------ DATA SECTION

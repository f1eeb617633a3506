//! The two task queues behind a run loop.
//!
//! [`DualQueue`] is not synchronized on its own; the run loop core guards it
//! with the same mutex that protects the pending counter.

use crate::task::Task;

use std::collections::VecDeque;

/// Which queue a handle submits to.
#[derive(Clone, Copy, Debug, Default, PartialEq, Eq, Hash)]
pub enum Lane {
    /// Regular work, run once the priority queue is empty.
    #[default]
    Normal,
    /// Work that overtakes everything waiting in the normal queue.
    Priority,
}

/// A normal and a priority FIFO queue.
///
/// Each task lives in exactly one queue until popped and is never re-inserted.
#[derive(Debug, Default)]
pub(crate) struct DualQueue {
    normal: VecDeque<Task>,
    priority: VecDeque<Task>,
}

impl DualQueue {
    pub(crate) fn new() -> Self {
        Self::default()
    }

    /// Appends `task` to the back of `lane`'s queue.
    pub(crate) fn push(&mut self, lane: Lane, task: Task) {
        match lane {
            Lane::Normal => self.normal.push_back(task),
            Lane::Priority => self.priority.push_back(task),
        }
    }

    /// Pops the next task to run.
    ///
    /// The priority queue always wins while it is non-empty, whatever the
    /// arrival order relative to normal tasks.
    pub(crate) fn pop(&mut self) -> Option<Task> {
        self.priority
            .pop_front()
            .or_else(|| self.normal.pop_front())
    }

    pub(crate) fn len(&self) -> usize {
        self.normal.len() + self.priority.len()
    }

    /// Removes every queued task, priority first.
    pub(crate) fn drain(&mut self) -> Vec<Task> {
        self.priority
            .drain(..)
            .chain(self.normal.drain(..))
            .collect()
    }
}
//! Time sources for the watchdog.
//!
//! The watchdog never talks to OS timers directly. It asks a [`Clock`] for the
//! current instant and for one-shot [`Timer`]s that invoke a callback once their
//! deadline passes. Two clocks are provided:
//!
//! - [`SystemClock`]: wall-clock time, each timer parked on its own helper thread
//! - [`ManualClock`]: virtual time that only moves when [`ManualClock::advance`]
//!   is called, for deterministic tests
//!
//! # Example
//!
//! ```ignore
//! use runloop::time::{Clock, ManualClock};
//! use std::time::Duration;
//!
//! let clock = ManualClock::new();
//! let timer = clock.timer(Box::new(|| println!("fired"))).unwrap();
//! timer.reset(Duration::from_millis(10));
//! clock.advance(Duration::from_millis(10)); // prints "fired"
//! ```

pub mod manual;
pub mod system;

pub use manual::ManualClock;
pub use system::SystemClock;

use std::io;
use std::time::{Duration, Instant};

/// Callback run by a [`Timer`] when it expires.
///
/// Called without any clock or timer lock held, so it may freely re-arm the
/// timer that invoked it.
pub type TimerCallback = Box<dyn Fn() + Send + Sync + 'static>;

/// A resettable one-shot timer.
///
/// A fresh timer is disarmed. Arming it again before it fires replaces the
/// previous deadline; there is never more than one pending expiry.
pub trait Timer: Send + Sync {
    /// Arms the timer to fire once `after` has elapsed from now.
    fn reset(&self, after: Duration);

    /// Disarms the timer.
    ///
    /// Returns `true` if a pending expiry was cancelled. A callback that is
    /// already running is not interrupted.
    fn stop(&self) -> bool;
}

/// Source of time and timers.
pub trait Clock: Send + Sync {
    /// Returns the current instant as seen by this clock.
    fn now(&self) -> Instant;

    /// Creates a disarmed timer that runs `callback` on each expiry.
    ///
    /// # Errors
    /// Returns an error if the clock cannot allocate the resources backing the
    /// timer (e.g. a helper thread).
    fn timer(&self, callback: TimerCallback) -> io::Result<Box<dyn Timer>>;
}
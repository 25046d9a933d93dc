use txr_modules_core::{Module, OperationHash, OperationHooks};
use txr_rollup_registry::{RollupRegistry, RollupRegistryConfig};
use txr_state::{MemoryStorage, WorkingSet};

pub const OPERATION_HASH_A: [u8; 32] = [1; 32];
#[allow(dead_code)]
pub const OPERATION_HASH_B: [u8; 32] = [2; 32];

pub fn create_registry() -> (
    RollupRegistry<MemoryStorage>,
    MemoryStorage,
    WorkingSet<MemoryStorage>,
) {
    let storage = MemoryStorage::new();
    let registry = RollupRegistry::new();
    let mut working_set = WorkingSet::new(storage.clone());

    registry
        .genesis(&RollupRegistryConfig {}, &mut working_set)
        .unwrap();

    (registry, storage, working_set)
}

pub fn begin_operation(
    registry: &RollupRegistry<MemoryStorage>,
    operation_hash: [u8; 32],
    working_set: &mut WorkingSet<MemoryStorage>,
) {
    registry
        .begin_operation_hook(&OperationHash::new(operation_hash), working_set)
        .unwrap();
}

------------
------ DATA SECTION

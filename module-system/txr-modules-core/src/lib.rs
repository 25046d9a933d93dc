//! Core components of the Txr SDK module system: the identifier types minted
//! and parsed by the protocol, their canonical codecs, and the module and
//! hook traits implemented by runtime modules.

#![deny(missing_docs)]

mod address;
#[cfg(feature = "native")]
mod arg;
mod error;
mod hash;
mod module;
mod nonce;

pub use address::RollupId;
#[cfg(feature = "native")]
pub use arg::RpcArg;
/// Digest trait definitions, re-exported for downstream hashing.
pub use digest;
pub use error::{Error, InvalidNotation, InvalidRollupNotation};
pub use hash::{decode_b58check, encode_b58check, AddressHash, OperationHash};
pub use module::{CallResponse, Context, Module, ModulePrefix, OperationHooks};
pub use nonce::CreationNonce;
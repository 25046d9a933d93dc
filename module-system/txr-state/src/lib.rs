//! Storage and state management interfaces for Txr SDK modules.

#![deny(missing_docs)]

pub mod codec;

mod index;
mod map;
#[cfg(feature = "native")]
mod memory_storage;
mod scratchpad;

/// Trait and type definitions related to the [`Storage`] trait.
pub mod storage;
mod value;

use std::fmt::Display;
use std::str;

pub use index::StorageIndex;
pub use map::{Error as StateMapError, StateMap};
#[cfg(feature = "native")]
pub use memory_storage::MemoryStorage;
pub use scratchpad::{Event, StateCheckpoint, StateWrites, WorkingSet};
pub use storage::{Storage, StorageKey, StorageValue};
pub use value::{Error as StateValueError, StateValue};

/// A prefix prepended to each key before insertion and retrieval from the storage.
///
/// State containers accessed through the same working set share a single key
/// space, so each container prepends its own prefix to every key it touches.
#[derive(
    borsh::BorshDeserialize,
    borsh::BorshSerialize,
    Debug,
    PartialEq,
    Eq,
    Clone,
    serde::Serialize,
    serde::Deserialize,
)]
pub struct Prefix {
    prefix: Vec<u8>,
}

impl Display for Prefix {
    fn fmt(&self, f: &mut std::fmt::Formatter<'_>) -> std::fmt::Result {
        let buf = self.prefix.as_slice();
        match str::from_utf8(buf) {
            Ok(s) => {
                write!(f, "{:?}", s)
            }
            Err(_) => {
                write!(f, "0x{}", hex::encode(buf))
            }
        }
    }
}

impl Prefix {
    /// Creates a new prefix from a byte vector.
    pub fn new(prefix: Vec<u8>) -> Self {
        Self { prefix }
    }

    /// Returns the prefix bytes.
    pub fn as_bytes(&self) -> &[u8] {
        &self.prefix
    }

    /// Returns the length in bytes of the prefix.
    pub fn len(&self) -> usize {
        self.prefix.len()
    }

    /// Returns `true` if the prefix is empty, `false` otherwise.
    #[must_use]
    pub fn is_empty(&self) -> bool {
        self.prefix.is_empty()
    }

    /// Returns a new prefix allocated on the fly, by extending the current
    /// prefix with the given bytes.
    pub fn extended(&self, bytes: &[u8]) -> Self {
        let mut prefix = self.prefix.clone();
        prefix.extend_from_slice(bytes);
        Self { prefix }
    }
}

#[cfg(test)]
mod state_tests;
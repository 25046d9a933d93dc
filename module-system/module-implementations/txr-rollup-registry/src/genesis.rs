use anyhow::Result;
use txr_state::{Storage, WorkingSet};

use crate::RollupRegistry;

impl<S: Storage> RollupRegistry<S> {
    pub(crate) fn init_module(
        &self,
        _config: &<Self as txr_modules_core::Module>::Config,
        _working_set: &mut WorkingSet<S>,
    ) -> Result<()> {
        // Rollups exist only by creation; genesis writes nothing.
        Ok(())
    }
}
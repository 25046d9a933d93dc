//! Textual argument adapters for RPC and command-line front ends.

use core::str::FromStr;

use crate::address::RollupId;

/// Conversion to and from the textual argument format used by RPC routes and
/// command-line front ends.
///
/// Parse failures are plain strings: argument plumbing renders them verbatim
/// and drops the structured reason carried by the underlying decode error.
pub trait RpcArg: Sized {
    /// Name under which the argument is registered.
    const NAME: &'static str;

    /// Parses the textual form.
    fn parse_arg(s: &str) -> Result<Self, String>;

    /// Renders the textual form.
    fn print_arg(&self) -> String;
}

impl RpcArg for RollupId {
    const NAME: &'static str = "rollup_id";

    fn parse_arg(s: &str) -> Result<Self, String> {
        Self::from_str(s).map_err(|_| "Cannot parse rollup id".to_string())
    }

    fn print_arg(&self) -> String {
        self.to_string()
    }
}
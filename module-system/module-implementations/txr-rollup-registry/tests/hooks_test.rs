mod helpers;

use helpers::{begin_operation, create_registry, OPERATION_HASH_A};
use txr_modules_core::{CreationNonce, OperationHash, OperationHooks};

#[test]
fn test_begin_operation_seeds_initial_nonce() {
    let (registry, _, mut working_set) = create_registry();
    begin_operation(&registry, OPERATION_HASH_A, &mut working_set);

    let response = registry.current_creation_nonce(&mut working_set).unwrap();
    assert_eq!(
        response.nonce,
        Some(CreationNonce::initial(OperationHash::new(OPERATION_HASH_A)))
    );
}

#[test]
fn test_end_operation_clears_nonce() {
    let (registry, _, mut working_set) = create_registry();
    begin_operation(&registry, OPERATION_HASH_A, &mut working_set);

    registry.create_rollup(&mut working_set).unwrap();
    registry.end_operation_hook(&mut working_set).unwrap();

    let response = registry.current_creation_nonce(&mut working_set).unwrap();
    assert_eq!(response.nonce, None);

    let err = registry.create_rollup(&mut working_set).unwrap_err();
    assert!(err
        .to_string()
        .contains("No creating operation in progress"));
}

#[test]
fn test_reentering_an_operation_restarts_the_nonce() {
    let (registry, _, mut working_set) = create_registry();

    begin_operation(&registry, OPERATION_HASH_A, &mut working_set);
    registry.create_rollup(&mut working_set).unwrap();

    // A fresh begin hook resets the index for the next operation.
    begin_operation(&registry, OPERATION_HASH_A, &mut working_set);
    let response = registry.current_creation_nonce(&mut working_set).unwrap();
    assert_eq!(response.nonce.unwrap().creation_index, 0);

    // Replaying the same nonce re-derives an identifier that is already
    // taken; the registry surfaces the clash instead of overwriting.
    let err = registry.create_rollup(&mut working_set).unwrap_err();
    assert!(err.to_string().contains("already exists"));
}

------------

WORK INSTRUCTIONS —
Retype exactly, and only, the lines above from the one where "use core::str::FromStr;" occurs up to and including the one where "const NAME: &'static str;" occurs.

SOLVED EXERCISE —
use core::str::FromStr;

use crate::address::RollupId;

/// Conversion to and from the textual argument format used by RPC routes and
/// command-line front ends.
///
/// Parse failures are plain strings: argument plumbing renders them verbatim
/// and drops the structured reason carried by the underlying decode error.
pub trait RpcArg: Sized {
    /// Name under which the argument is registered.
    const NAME: &'static str;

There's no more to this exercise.